How can people contact you?
How can they follow you?
How can, you know, the listeners of this podcast support you?
Yeah, you can go to my website, johnrulac.com.
If you forget my name, you can also just Google founder of Nativa.
I have a sub stack which you can Google or find from my website.
I'm also on Facebook and LinkedIn and Instagram, you know, under John Rulac.
That's how they can follow me.
And we're going to come out with another film after Kiss the Ground.
We have two more films coming out there.
And there's also another one on Bees.
So we'll have to talk more about that.
That's a new film that some of my friends, Josh and Rebecca, you may know they're the film producers of Kiss the Ground.
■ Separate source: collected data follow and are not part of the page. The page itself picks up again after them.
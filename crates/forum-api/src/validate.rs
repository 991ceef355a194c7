//! Field checks shared by the handlers. Failures map to 422.

use serde::Deserialize;

use crate::error::ApiError;

pub(crate) fn char_len(value: &str) -> usize {
    value.chars().count()
}

pub(crate) fn require_len(field: &str, value: &str, min: usize, max: usize) -> Result<(), ApiError> {
    let len = char_len(value);
    if len < min || len > max {
        return Err(ApiError::validation(format!(
            "{} must be between {} and {} characters",
            field, min, max
        )));
    }
    Ok(())
}

pub(crate) fn optional_max_len(field: &str, value: Option<&str>, max: usize) -> Result<(), ApiError> {
    match value {
        Some(v) if char_len(v) > max => Err(ApiError::validation(format!(
            "{} must be at most {} characters",
            field, max
        ))),
        _ => Ok(()),
    }
}

pub(crate) const MAX_TAGS: usize = 10;

/// Trims tags and drops blanks. An empty result becomes `None`.
pub(crate) fn clean_tags(tags: Option<Vec<String>>) -> Result<Option<Vec<String>>, ApiError> {
    let Some(tags) = tags else {
        return Ok(None);
    };
    if tags.len() > MAX_TAGS {
        return Err(ApiError::validation(format!("At most {} tags are allowed", MAX_TAGS)));
    }
    let cleaned: Vec<String> = tags
        .into_iter()
        .map(|t| t.trim().to_string())
        .filter(|t| !t.is_empty())
        .collect();
    Ok(if cleaned.is_empty() { None } else { Some(cleaned) })
}

/// Blank strings count as absent.
pub(crate) fn non_blank(value: Option<String>) -> Option<String> {
    value
        .map(|v| v.trim().to_string())
        .filter(|v| !v.is_empty())
}

/// Rows to skip before `page`. Saturates so an absurd page number reads
/// past the end instead of overflowing.
pub(crate) fn page_offset(page: i64, size: i64) -> i64 {
    (page.max(1) - 1).saturating_mul(size)
}

#[derive(Debug, Default, Deserialize)]
pub struct PageQuery {
    pub page: Option<i64>,
    pub page_size: Option<i64>,
}

impl PageQuery {
    pub(crate) fn page(&self) -> i64 {
        self.page.unwrap_or(1).max(1)
    }

    /// Sizes outside `1..=max` fall back to `default`.
    pub(crate) fn size_or_default(&self, default: i64, max: i64) -> i64 {
        match self.page_size {
            Some(size) if (1..=max).contains(&size) => size,
            _ => default,
        }
    }

    pub(crate) fn offset(&self, size: i64) -> i64 {
        page_offset(self.page(), size)
    }
}

#[cfg(test)]
mod tests {
    use super::*;

    #[test]
    fn length_counts_characters_not_bytes() {
        assert!(require_len("title", "校園生活", 3, 200).is_ok());
        assert!(require_len("title", "ab", 3, 200).is_err());
        assert!(optional_max_len("summary", Some("短"), 1).is_ok());
        assert!(optional_max_len("summary", Some("ab"), 1).is_err());
        assert!(optional_max_len("summary", None, 1).is_ok());
    }

    #[test]
    fn tags_are_trimmed_and_emptied() {
        let tags = clean_tags(Some(vec![" rust ".into(), "".into(), "  ".into()])).unwrap();
        assert_eq!(tags, Some(vec!["rust".to_string()]));
        assert_eq!(clean_tags(Some(vec![" ".into()])).unwrap(), None);
        assert_eq!(clean_tags(None).unwrap(), None);
        assert!(clean_tags(Some(vec!["t".to_string(); 11])).is_err());
    }

    #[test]
    fn paging_falls_back_to_defaults() {
        let q = PageQuery {
            page: Some(0),
            page_size: Some(500),
        };
        assert_eq!(q.page(), 1);
        assert_eq!(q.size_or_default(10, 100), 10);

        let q = PageQuery {
            page: Some(3),
            page_size: Some(20),
        };
        assert_eq!(q.size_or_default(10, 100), 20);
        assert_eq!(q.offset(20), 40);
    }

    #[test]
    fn huge_page_saturates_offset() {
        let q = PageQuery {
            page: Some(i64::MAX),
            page_size: Some(100),
        };
        assert_eq!(q.offset(100), i64::MAX);
        assert_eq!(page_offset(i64::MAX, 10_000), i64::MAX);
        assert_eq!(page_offset(1, 10), 0);
        assert_eq!(page_offset(-5, 10), 0);
    }
}
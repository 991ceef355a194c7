use axum::{
    Json,
    extract::{Path, State, rejection::BytesRejection},
    http::{HeaderMap, StatusCode, header},
    response::IntoResponse,
};
use bytes::Bytes;
use tokio::io::AsyncWriteExt;
use tracing::{error, info, warn};
use uuid::Uuid;

use forum_types::api::UploadResponse;

use crate::error::ApiError;
use crate::middleware::AuthUser;
use crate::{AppState, run_blocking};

/// 5 MiB limit for images
pub const MAX_UPLOAD_SIZE: usize = 5 * 1024 * 1024;

/// Media type of the request if it names an image, without parameters.
fn image_content_type(headers: &HeaderMap) -> Option<String> {
    let raw = headers.get(header::CONTENT_TYPE)?.to_str().ok()?;
    let media = raw.split(';').next()?.trim().to_ascii_lowercase();
    let subtype = media.strip_prefix("image/")?;
    if subtype.is_empty() {
        return None;
    }
    Some(media)
}

/// Writes the bytes under the upload directory and records them. The file
/// is removed again if the record cannot be stored.
pub(crate) async fn save_upload(
    state: &AppState,
    upload_id: &str,
    owner_id: &str,
    content_type: &str,
    bytes: &[u8],
) -> Result<(), ApiError> {
    tokio::fs::create_dir_all(&state.upload_dir).await.map_err(|e| {
        error!("Failed to create upload directory: {}", e);
        anyhow::Error::from(e)
    })?;

    let file_path = state.upload_dir.join(upload_id);
    let mut file = tokio::fs::File::create(&file_path).await.map_err(|e| {
        error!("Failed to create file {}: {}", file_path.display(), e);
        anyhow::Error::from(e)
    })?;
    file.write_all(bytes).await.map_err(|e| {
        error!("Failed to write file {}: {}", file_path.display(), e);
        anyhow::Error::from(e)
    })?;

    let (id, owner, mime, size) = (
        upload_id.to_string(),
        owner_id.to_string(),
        content_type.to_string(),
        bytes.len() as i64,
    );
    let recorded = run_blocking(state, move |db| Ok(db.insert_upload(&id, &owner, &mime, size)?)).await;
    if recorded.is_err() {
        if let Err(e) = tokio::fs::remove_file(&file_path).await {
            warn!("Failed to remove orphaned upload {}: {}", file_path.display(), e);
        }
    }
    recorded
}

/// POST /uploads. Raw image bytes in the body, saved under the upload
/// directory by id.
pub async fn upload_image(
    State(state): State<AppState>,
    user: AuthUser,
    headers: HeaderMap,
    body: Result<Bytes, BytesRejection>,
) -> Result<impl IntoResponse, ApiError> {
    let content_type = image_content_type(&headers)
        .ok_or_else(|| ApiError::bad_request("Only image uploads are allowed"))?;
    // Bodies over the route's limit fail here, before they are buffered.
    let bytes = body.map_err(|rejection| {
        if rejection.status() == StatusCode::PAYLOAD_TOO_LARGE {
            ApiError::PayloadTooLarge
        } else {
            ApiError::bad_request(rejection.body_text())
        }
    })?;
    if bytes.is_empty() {
        return Err(ApiError::bad_request("Empty upload"));
    }

    let upload_id = Uuid::new_v4().to_string();
    let size = bytes.len() as u64;
    save_upload(&state, &upload_id, &user.id, &content_type, &bytes).await?;

    info!(upload_id = %upload_id, owner = %user.id, size, "Image uploaded");
    Ok((
        StatusCode::CREATED,
        Json(UploadResponse {
            url: format!("/uploads/{}", upload_id),
            id: upload_id,
            size,
            content_type,
        }),
    ))
}

/// GET /uploads/{upload_id}
pub async fn get_upload(
    State(state): State<AppState>,
    Path(upload_id): Path<String>,
) -> Result<impl IntoResponse, ApiError> {
    // Only UUIDs ever touch the filesystem
    upload_id
        .parse::<Uuid>()
        .map_err(|_| ApiError::bad_request("Invalid upload id"))?;

    let id = upload_id.clone();
    let row = run_blocking(&state, move |db| Ok(db.get_upload(&id)?))
        .await?
        .ok_or_else(|| ApiError::not_found("Upload not found"))?;

    let file_path = state.upload_dir.join(&upload_id);
    let bytes = tokio::fs::read(&file_path).await.map_err(|e| {
        error!("Failed to read file {}: {}", file_path.display(), e);
        ApiError::not_found("Upload not found")
    })?;

    Ok(([(header::CONTENT_TYPE, row.content_type)], bytes))
}

#[cfg(test)]
mod tests {
    use super::*;
    use std::sync::Arc;

    use axum::http::HeaderValue;
    use forum_db::Database;

    use crate::AppStateInner;

    fn with_type(value: &str) -> HeaderMap {
        let mut headers = HeaderMap::new();
        headers.insert(header::CONTENT_TYPE, HeaderValue::from_str(value).unwrap());
        headers
    }

    #[test]
    fn only_image_types_pass() {
        assert_eq!(image_content_type(&with_type("image/png")).as_deref(), Some("image/png"));
        assert_eq!(
            image_content_type(&with_type("Image/JPEG; q=1")).as_deref(),
            Some("image/jpeg")
        );
        assert_eq!(image_content_type(&with_type("image/")), None);
        assert_eq!(image_content_type(&with_type("application/pdf")), None);
        assert_eq!(image_content_type(&HeaderMap::new()), None);
    }

    #[tokio::test]
    async fn failed_record_leaves_no_file_behind() {
        let upload_dir = std::env::temp_dir().join(format!("forum-upload-{}", Uuid::new_v4()));
        let state: AppState = Arc::new(AppStateInner {
            db: Database::open_in_memory().unwrap(),
            jwt_secret: "secret".into(),
            token_ttl_days: 1,
            upload_dir: upload_dir.clone(),
            allow_admin_registration: false,
        });
        let upload_id = Uuid::new_v4().to_string();

        // No such user, so the owner foreign key rejects the record.
        let result = save_upload(&state, &upload_id, "missing-user", "image/png", b"png").await;
        assert!(result.is_err());
        assert!(!upload_dir.join(&upload_id).exists());

        let _ = std::fs::remove_dir_all(&upload_dir);
    }
}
I do know them in that movie.
I cannot recommend it enough.
And that's what I tell people.
You have to look at one documentary that you want to have hope of.
On the issue of climate change and, you know, food and agriculture, if you want to look at a film where there is a very, very exciting solution that is cheap, that is easy, that provides, that nurtures communities of human dignity, of democracy, and it's all in that film, and it's a beautiful, beautiful film.
Kiss the ground.
Thank you so much for helping to make that, John.
Yeah, thanks.
It's on Netflix.
So, you know, we do what we can.
And I want to just say the American people owe, you know, gratitude to you for using your reputation, your family's history, To take on the pharmaceutical industry.
I know a lot of people say a lot of negative things about you, say a lot of bad things, but you and I understand we need to follow what we think is best for people and the planet.
And we're not going to listen to corrupt authoritarian figures tell us what we should say or not say.
And people don't like that.
I know some of you in your family doesn't like that.
You chose a path and I want to thank you for that.
John Rulak, it's been a pleasure talking to you.
Keep your eye out on those USAID consultants because you don't know who they're really working for or what they're up to.